- **Problem statement**
Below are several records. Retype exactly those lines running from the one with "pub equipment: Option<&'a" through the one with "primary = infer::normalize_muscles(submission.primary_muscles);", end lines included, and no others.

[Source material]

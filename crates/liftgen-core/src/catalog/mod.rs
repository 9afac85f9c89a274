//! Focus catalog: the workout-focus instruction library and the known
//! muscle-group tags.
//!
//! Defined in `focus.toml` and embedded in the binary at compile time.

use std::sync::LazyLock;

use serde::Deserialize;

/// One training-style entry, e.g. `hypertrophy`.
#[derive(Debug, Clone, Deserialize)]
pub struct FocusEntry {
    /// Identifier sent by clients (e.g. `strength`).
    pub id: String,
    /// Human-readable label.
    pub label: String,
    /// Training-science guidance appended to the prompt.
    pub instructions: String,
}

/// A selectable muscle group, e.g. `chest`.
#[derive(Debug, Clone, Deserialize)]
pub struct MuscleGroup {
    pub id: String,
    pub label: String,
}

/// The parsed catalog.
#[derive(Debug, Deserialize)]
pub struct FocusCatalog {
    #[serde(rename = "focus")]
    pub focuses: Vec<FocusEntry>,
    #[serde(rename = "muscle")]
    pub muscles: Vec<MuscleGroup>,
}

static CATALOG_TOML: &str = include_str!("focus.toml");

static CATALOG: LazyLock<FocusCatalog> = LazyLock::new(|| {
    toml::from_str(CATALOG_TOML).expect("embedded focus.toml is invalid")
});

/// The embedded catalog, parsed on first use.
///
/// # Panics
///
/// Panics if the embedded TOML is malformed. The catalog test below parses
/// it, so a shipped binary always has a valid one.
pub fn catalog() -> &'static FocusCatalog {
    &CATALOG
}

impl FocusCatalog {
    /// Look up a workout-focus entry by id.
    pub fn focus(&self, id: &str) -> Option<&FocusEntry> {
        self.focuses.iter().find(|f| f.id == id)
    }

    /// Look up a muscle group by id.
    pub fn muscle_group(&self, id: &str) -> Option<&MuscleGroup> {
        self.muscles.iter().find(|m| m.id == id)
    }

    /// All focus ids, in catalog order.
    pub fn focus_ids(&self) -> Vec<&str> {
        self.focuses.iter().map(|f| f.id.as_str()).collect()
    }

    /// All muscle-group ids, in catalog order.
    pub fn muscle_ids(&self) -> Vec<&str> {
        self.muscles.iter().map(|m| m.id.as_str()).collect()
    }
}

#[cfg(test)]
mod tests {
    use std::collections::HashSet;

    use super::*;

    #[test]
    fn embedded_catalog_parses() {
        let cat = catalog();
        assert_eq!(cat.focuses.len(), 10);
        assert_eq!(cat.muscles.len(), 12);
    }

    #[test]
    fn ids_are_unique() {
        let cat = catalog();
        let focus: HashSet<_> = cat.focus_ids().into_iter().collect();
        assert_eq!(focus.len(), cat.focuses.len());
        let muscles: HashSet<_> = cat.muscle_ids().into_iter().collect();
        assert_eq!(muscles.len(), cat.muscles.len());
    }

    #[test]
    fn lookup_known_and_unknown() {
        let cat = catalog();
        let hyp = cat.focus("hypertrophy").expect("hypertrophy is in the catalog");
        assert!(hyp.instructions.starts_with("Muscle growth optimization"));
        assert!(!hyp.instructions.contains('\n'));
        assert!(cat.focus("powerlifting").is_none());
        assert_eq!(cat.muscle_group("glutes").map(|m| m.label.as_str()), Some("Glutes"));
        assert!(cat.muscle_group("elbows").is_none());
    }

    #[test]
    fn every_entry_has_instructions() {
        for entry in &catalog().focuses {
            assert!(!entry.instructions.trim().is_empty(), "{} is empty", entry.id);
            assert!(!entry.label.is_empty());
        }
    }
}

[/Source material]
[Source material]

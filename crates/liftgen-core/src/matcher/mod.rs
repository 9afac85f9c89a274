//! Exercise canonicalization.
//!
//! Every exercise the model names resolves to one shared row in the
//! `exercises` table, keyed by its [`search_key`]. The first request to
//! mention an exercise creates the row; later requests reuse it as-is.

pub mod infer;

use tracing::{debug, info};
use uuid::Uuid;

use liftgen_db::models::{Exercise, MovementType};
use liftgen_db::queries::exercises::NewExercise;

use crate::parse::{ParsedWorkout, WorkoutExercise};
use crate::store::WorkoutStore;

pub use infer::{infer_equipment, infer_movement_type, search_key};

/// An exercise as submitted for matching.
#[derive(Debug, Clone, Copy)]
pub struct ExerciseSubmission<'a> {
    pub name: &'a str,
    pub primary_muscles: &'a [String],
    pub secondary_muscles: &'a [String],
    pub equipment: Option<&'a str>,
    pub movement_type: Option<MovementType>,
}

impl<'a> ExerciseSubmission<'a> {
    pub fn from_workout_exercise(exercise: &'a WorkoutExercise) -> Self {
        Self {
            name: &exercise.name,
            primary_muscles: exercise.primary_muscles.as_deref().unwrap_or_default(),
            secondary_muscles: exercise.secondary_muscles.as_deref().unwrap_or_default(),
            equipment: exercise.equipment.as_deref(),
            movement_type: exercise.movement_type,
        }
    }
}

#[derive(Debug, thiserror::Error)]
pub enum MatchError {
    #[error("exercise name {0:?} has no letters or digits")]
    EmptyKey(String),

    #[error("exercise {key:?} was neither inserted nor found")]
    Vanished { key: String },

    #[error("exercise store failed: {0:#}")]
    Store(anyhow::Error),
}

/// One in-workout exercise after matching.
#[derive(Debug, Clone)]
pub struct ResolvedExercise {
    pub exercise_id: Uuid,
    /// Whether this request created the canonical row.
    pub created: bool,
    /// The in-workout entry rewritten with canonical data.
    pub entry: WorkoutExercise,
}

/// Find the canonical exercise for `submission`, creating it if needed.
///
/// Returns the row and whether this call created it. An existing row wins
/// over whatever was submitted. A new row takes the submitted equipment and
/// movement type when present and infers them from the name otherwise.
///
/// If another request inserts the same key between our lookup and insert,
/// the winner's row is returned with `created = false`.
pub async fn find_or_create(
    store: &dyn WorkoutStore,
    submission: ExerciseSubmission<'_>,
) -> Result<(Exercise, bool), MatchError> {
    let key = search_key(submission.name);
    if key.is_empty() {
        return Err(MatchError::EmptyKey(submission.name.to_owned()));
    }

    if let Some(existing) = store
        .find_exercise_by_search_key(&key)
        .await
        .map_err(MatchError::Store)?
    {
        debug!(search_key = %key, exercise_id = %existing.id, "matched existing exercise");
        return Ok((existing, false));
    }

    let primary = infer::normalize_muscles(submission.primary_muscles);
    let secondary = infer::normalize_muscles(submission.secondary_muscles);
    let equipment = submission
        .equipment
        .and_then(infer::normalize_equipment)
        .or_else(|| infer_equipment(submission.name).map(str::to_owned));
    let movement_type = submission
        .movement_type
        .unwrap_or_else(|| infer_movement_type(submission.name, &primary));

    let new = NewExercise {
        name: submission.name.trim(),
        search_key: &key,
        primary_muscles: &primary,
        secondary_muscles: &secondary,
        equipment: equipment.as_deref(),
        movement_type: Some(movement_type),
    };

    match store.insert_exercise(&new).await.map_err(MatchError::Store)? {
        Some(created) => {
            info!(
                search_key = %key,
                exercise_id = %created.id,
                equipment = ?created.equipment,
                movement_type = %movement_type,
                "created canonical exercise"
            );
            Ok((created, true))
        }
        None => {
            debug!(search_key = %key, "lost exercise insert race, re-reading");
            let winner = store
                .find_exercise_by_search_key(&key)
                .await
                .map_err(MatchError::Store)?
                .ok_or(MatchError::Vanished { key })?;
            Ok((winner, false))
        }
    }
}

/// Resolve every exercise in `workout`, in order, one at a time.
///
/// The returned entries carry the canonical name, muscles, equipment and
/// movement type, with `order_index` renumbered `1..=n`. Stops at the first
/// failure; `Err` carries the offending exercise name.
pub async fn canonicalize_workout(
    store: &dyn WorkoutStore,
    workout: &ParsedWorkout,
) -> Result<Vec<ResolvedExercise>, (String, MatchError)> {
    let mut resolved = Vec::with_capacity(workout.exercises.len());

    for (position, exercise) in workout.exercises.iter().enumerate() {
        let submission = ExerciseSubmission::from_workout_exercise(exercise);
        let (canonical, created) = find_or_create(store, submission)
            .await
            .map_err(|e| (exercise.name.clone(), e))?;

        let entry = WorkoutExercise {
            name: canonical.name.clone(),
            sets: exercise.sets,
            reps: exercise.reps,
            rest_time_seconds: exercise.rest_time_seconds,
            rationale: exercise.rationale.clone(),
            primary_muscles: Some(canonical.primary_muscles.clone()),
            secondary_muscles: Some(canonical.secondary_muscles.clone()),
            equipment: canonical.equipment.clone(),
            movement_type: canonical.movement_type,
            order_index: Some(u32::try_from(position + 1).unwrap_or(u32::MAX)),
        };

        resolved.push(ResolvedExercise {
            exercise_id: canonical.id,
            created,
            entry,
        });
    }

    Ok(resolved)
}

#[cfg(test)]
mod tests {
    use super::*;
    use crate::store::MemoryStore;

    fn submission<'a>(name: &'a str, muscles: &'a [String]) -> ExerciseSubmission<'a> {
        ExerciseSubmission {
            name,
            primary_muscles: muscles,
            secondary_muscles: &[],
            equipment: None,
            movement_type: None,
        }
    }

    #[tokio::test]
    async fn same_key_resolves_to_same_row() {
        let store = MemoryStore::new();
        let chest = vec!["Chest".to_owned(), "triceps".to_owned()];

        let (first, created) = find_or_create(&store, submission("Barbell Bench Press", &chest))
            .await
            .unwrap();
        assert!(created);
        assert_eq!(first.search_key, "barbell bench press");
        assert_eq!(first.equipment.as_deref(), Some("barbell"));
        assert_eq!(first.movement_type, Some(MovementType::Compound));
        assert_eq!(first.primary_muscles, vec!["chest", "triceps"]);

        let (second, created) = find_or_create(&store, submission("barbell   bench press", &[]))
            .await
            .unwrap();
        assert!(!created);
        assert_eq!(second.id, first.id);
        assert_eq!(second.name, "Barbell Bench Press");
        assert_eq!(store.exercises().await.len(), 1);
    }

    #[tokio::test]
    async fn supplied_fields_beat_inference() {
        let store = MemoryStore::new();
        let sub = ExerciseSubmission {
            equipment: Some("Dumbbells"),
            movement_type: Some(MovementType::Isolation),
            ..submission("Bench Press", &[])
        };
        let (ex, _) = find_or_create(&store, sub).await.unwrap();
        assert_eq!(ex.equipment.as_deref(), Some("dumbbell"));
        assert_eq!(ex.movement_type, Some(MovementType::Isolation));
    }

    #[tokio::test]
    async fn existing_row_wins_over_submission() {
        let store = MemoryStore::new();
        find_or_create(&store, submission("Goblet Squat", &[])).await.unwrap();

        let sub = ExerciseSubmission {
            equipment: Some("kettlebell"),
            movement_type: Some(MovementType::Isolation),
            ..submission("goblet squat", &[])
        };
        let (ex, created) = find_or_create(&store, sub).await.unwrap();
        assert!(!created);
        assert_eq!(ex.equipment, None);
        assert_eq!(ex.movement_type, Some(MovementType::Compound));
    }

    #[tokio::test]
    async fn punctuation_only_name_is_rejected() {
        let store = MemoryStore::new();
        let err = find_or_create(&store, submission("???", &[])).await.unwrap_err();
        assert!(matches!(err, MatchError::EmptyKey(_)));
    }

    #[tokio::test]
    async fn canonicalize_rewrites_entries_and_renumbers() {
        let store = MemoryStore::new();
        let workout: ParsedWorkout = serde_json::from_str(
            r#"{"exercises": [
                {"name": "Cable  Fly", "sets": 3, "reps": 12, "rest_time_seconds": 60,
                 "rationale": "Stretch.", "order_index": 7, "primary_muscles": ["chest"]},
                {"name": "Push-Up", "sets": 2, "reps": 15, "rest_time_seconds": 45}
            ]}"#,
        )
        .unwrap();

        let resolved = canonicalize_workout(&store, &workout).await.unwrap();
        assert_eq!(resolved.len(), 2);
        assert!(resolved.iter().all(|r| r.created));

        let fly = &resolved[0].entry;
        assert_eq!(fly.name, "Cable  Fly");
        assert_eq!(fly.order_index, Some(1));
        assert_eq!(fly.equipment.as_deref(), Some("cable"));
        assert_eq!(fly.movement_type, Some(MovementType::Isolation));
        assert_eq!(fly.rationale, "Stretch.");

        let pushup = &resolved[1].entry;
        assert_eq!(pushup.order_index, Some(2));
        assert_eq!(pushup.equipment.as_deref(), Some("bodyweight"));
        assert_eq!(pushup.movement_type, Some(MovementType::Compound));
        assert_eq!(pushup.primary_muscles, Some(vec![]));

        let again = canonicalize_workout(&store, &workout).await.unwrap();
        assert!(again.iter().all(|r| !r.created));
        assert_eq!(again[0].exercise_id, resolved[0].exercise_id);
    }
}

[/Source material]

- **Final answer**
    pub equipment: Option<&'a str>,
    pub movement_type: Option<MovementType>,
}

impl<'a> ExerciseSubmission<'a> {
    pub fn from_workout_exercise(exercise: &'a WorkoutExercise) -> Self {
        Self {
            name: &exercise.name,
            primary_muscles: exercise.primary_muscles.as_deref().unwrap_or_default(),
            secondary_muscles: exercise.secondary_muscles.as_deref().unwrap_or_default(),
            equipment: exercise.equipment.as_deref(),
            movement_type: exercise.movement_type,
        }
    }
}

#[derive(Debug, thiserror::Error)]
pub enum MatchError {
    #[error("exercise name {0:?} has no letters or digits")]
    EmptyKey(String),

    #[error("exercise {key:?} was neither inserted nor found")]
    Vanished { key: String },

    #[error("exercise store failed: {0:#}")]
    Store(anyhow::Error),
}

/// One in-workout exercise after matching.
#[derive(Debug, Clone)]
pub struct ResolvedExercise {
    pub exercise_id: Uuid,
    /// Whether this request created the canonical row.
    pub created: bool,
    /// The in-workout entry rewritten with canonical data.
    pub entry: WorkoutExercise,
}

/// Find the canonical exercise for `submission`, creating it if needed.
///
/// Returns the row and whether this call created it. An existing row wins
/// over whatever was submitted. A new row takes the submitted equipment and
/// movement type when present and infers them from the name otherwise.
///
/// If another request inserts the same key between our lookup and insert,
/// the winner's row is returned with `created = false`.
pub async fn find_or_create(
    store: &dyn WorkoutStore,
    submission: ExerciseSubmission<'_>,
) -> Result<(Exercise, bool), MatchError> {
    let key = search_key(submission.name);
    if key.is_empty() {
        return Err(MatchError::EmptyKey(submission.name.to_owned()));
    }

    if let Some(existing) = store
        .find_exercise_by_search_key(&key)
        .await
        .map_err(MatchError::Store)?
    {
        debug!(search_key = %key, exercise_id = %existing.id, "matched existing exercise");
        return Ok((existing, false));
    }

    let primary = infer::normalize_muscles(submission.primary_muscles);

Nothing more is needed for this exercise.